With Dynamic (and Compressed) storage format, BLOB and TEXT columns are stored differently from Compact. If the values cannot be entirely contained in the row page, only a pointer to a dedicated page is stored. Each external page contains part of the data and a pointer to the next page, if any. Pointers are 20KB. This allows to store a high number of BLOB or TEXT columns in a table.
The compressed format results in the smallest data size in most cases. It can only be used with the newer XtraDB Barracuda file format, and requires tables and indexes to be stored in their own tablespaces, so can only be enabled if the system variables innodb_file_per_table=1 and innodb_file_format=barracuda. It is also recommended to set innodb_strict_mode when using this format.
Using the compressed format also reduces the default KEY_BLOCK_SIZE. If KEY_BLOCK_SIZE is ommitted from the CREATE TABLE or ALTER TABLE statement, it will default to 8KB - usually it is 16 (see innodb_page_size). It is also possible to set KEY_BLOCK_SIZE to 1KB, 2KB, 4KB or 16KB. Setting to 16, the regular size, will usually result in minimal compression unless there are many long BLOB, TEXT or VARCHAR columns.
MariaDB 10.1 permits innodb_page_size to be set to 32k and 64k, based on a request for a larger size to permit more blob fields, but compressed tables can still only be 16k or less. Increasing the size for compressed tables will be revisited at a later stage.

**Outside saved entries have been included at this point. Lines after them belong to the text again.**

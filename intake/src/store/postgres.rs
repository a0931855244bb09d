//! PostgreSQL-backed submission store.

use async_trait::async_trait;
use sqlx::PgPool;
use sqlx::postgres::PgPoolOptions;
use std::time::Duration;
use tracing::instrument;

use super::{CapacityInsert, CapacityInsertError, SubmissionStore};
use crate::config::PoolSettings;
use crate::db::errors::{DbError, Result};
use crate::db::handlers::Submissions;
use crate::db::models::submissions::FamilySubmission;

/// Open a connection pool using the configured pool settings.
pub async fn connect_pool(url: &str, settings: &PoolSettings) -> anyhow::Result<PgPool> {
    let mut options = PgPoolOptions::new()
        .max_connections(settings.max_connections)
        .min_connections(settings.min_connections)
        .acquire_timeout(Duration::from_secs(settings.acquire_timeout_secs));

    // 0 = never
    if settings.idle_timeout_secs > 0 {
        options = options.idle_timeout(Duration::from_secs(settings.idle_timeout_secs));
    }
    if settings.max_lifetime_secs > 0 {
        options = options.max_lifetime(Duration::from_secs(settings.max_lifetime_secs));
    }

    Ok(options.connect(url).await?)
}

#[derive(Debug, Clone)]
pub struct PostgresStore {
    pool: PgPool,
}

impl PostgresStore {
    pub fn new(pool: PgPool) -> Self {
        Self { pool }
    }
}

#[async_trait]
impl SubmissionStore for PostgresStore {
    fn backend(&self) -> &'static str {
        "postgres"
    }

    async fn count_submissions(&self) -> Result<u64> {
        let mut conn = self.pool.acquire().await?;
        Submissions::new(&mut conn).count().await
    }

    async fn insert_submission(&self, record: &FamilySubmission) -> Result<()> {
        let mut conn = self.pool.acquire().await?;
        Submissions::new(&mut conn).insert(record).await
    }

    fn supports_atomic_admission(&self) -> bool {
        true
    }

    /// Count and insert inside one transaction, serialised across all instances by an
    /// advisory lock held until commit.
    #[instrument(skip(self, record), err)]
    async fn insert_within_capacity(
        &self,
        record: &FamilySubmission,
        capacity: u64,
    ) -> std::result::Result<CapacityInsert, CapacityInsertError> {
        let mut tx = self
            .pool
            .begin()
            .await
            .map_err(|e| CapacityInsertError::Count(DbError::from(e)))?;

        let mut repo = Submissions::new(&mut tx);
        repo.lock_admissions().await.map_err(CapacityInsertError::Count)?;
        let count = repo.count().await.map_err(CapacityInsertError::Count)?;

        if count >= capacity {
            // Nothing written; dropping the transaction rolls it back and frees the lock
            return Ok(CapacityInsert::AtCapacity { count });
        }

        repo.insert(record).await.map_err(CapacityInsertError::Insert)?;
        tx.commit()
            .await
            .map_err(|e| CapacityInsertError::Insert(DbError::from(e)))?;

        Ok(CapacityInsert::Inserted)
    }
}

#[cfg(test)]
mod tests {
    use super::*;
    use crate::test_utils::sample_submission;
    use std::sync::Arc;

    #[sqlx::test]
    #[test_log::test]
    async fn test_count_and_insert(pool: PgPool) {
        let store = PostgresStore::new(pool);

        assert_eq!(store.count_submissions().await.unwrap(), 0);
        store.insert_submission(&sample_submission()).await.unwrap();
        assert_eq!(store.count_submissions().await.unwrap(), 1);
    }

    #[sqlx::test]
    #[test_log::test]
    async fn test_capacity_insert_stops_at_capacity(pool: PgPool) {
        let store = PostgresStore::new(pool);

        for _ in 0..3 {
            let result = store.insert_within_capacity(&sample_submission(), 3).await.unwrap();
            assert_eq!(result, CapacityInsert::Inserted);
        }

        let result = store.insert_within_capacity(&sample_submission(), 3).await.unwrap();
        assert_eq!(result, CapacityInsert::AtCapacity { count: 3 });
        assert_eq!(store.count_submissions().await.unwrap(), 3);
    }

    #[sqlx::test]
    #[test_log::test]
    async fn test_concurrent_capacity_inserts_never_exceed_capacity(pool: PgPool) {
        let store = Arc::new(PostgresStore::new(pool));

        let handles: Vec<_> = (0..10)
            .map(|_| {
                let store = store.clone();
                tokio::spawn(async move { store.insert_within_capacity(&sample_submission(), 4).await.unwrap() })
            })
            .collect();

        for handle in handles {
            handle.await.unwrap();
        }

        assert_eq!(store.count_submissions().await.unwrap(), 4);
    }

    #[sqlx::test]
    #[test_log::test]
    async fn test_capacity_insert_reports_constraint_failure_as_insert_error(pool: PgPool) {
        let store = PostgresStore::new(pool);
        let mut record = sample_submission();
        record.family_name = "   ".to_string();

        let err = store.insert_within_capacity(&record, 500).await.unwrap_err();

        assert!(matches!(err, CapacityInsertError::Insert(DbError::CheckViolation { .. })));
        assert_eq!(store.count_submissions().await.unwrap(), 0);
    }
}
use axum::{
    http::StatusCode,
    response::{IntoResponse, Response},
};
use thiserror::Error as ThisError;

/// HTTP-layer errors.
///
/// Admission outcomes are not errors: a rejected family is a normal response. These cover
/// malformed requests and failures of the service itself.
#[derive(ThisError, Debug)]
pub enum Error {
    /// Invalid request data
    #[error("{message}")]
    BadRequest { message: String },

    /// Generic internal service error
    #[error("Failed to {operation}")]
    Internal { operation: String },

    /// Unexpected error with full context chain
    #[error(transparent)]
    Other(#[from] anyhow::Error),
}

impl Error {
    pub fn status_code(&self) -> StatusCode {
        match self {
            Error::BadRequest { .. } => StatusCode::BAD_REQUEST,
            Error::Internal { .. } | Error::Other(_) => StatusCode::INTERNAL_SERVER_ERROR,
        }
    }

    /// Returns a user-safe error message, without leaking internal implementation details
    pub fn user_message(&self) -> String {
        match self {
            Error::BadRequest { message } => message.clone(),
            Error::Internal { .. } | Error::Other(_) => "Internal server error".to_string(),
        }
    }
}

impl IntoResponse for Error {
    fn into_response(self) -> Response {
        match &self {
            Error::Internal { .. } | Error::Other(_) => {
                tracing::error!("Internal service error: {:#}", self);
            }
            Error::BadRequest { .. } => {
                tracing::debug!("Client error: {}", self);
            }
        }

        (self.status_code(), self.user_message()).into_response()
    }
}

impl From<crate::form::UnknownField> for Error {
    fn from(err: crate::form::UnknownField) -> Self {
        Error::BadRequest { message: err.to_string() }
    }
}

/// Type alias for service operation results
pub type Result<T> = std::result::Result<T, Error>;
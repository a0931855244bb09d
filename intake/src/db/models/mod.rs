//! Database record models matching table schemas.
//!
//! - [`submissions`]: the `family_submissions` row written once per accepted family

pub mod submissions;
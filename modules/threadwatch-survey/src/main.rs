use std::path::PathBuf;
use std::sync::Arc;

use anyhow::{Context, Result};
use clap::Parser;
use tracing::{info, warn};
use tracing_subscriber::EnvFilter;

use threadwatch_browser::{BrowserSession, ChromeSession, LaunchOptions};
use threadwatch_common::{ParquetTableWriter, SessionGate, SurveyConfig};
use threadwatch_survey::{write_response, SurveyRunner};

#[derive(Parser)]
#[command(name = "threadwatch-survey", about = "Ask the chat agent the survey questions and score its reply")]
struct Args {
    /// Voter persona prepended to the prompt
    #[arg(long)]
    persona: Option<String>,

    /// Directory for the response file
    #[arg(long)]
    output_dir: Option<PathBuf>,

    /// Run the browser without a window
    #[arg(long)]
    headless: bool,
}

#[tokio::main]
async fn main() -> Result<()> {
    tracing_subscriber::fmt()
        .with_env_filter(EnvFilter::from_default_env().add_directive("threadwatch=info".parse()?))
        .init();

    let args = Args::parse();
    info!("Threadwatch survey starting...");

    let mut config = SurveyConfig::from_env()?;
    if args.persona.is_some() {
        config.persona = args.persona;
    }
    if let Some(dir) = args.output_dir {
        config.output_dir = dir;
    }
    if args.headless {
        config.browser.headless = true;
    }
    let config = Arc::new(config);

    let session: Arc<dyn BrowserSession> = Arc::new(
        ChromeSession::launch(&LaunchOptions {
            executable: config.browser.executable.clone(),
            profile_dir: config.browser.profile_dir.clone(),
            headless: config.browser.headless,
        })
        .await
        .context("launching browser")?,
    );

    let mut gate = SessionGate::stdin();
    let mut runner = SurveyRunner::new(session.clone(), config.clone());
    let outcome = runner.run(&mut gate).await;

    if let Err(e) = session.shutdown().await {
        warn!(error = %e, "Browser shutdown failed");
    }

    let outcome = outcome.context("survey run failed")?;
    let path = write_response(&config, &outcome.response, &ParquetTableWriter)?;
    println!("Saved {}", path.display());
    for (line, score) in outcome
        .response
        .parsed_lines
        .iter()
        .zip(&outcome.response.mapped_scores)
    {
        match score.value() {
            Some(v) => println!("{v:>3}  {line}"),
            None => println!("  ?  {line}"),
        }
    }
    Ok(())
}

Note that specifying a KEY_BLOCK_SIZE in an InnoDB table definition will automatically result in the table being compressed - it is not necessary to specify
To avoid compressing and uncompressing pages too many times, XtraDB/InnoDB tries to keep in the buffer pool both compressed and uncompressed pages, when there is enough room. This results in a bigger cache. When there is not enough room, an adaptive LRU algorithm is used to decide whether compressed or uncompressed pages should be evicted from the buffer: for CPU-bound workloads, the compressed pages are evicted first; for I/O-bound workloads, the uncompressed pages are evicted first. Of course, when necessary, both the compressed and uncompressed version of the same data can be evicted from the buffer.
Each compressed page has an uncompressed modification log, stored within the page itself. XtraDB/InnoDB writes small changes into it. When the space in the modification log runs out, the page is uncompressed, changes are applied, and the page is recompressed again. This is done to avoid some unnecessary uncompressing and recompressing operations.
Sometimes a compression failure might happen, because the data has grown too much to fit the page. When this happens, the page (and the index node) is split into two different pages. This process can be repeated recursively until the data fit the pages. This can be CPU-consuming on some busy servers which perform many write operations.
Before writing a compressed page into a data file, XtraDB/InnoDB writes it into the redo log. This ensures that the redo log can always be used to recover tables after a crash, even if the compression library is updated and some incompatibilities are introduced. But this also means that the redo log will grow faster and might need more space, or the frequency of checkpoints might need to increase.
INFORMATION_SCHEMA tables can be used to monitor the performances of XtraDB/InnoDB compressed tables:
- INNODB_CMP and INNODB_CMP_RESET
- INNODB_CMP_PER_INDEX and INNODB_CMP_PER_INDEX_RESET
- INNODB_CMPMEM and INNODB_CMPMEM_RESET
SET SESSION innodb_strict_mode = ON; CREATE TABLE compressed_table (x INT PRIMARY KEY) ENGINE=InnoDB ROW_FORMAT=COMPRESSED KEY_BLOCK_SIZE=4; -- check that the table is compressed SELECT ROW_FORMAT FROM information_schema.INNODB_SYS_TABLES WHERE NAME = 'test/compressed_table'; +------------+ | ROW_FORMAT | +------------+ | Compressed | +------------+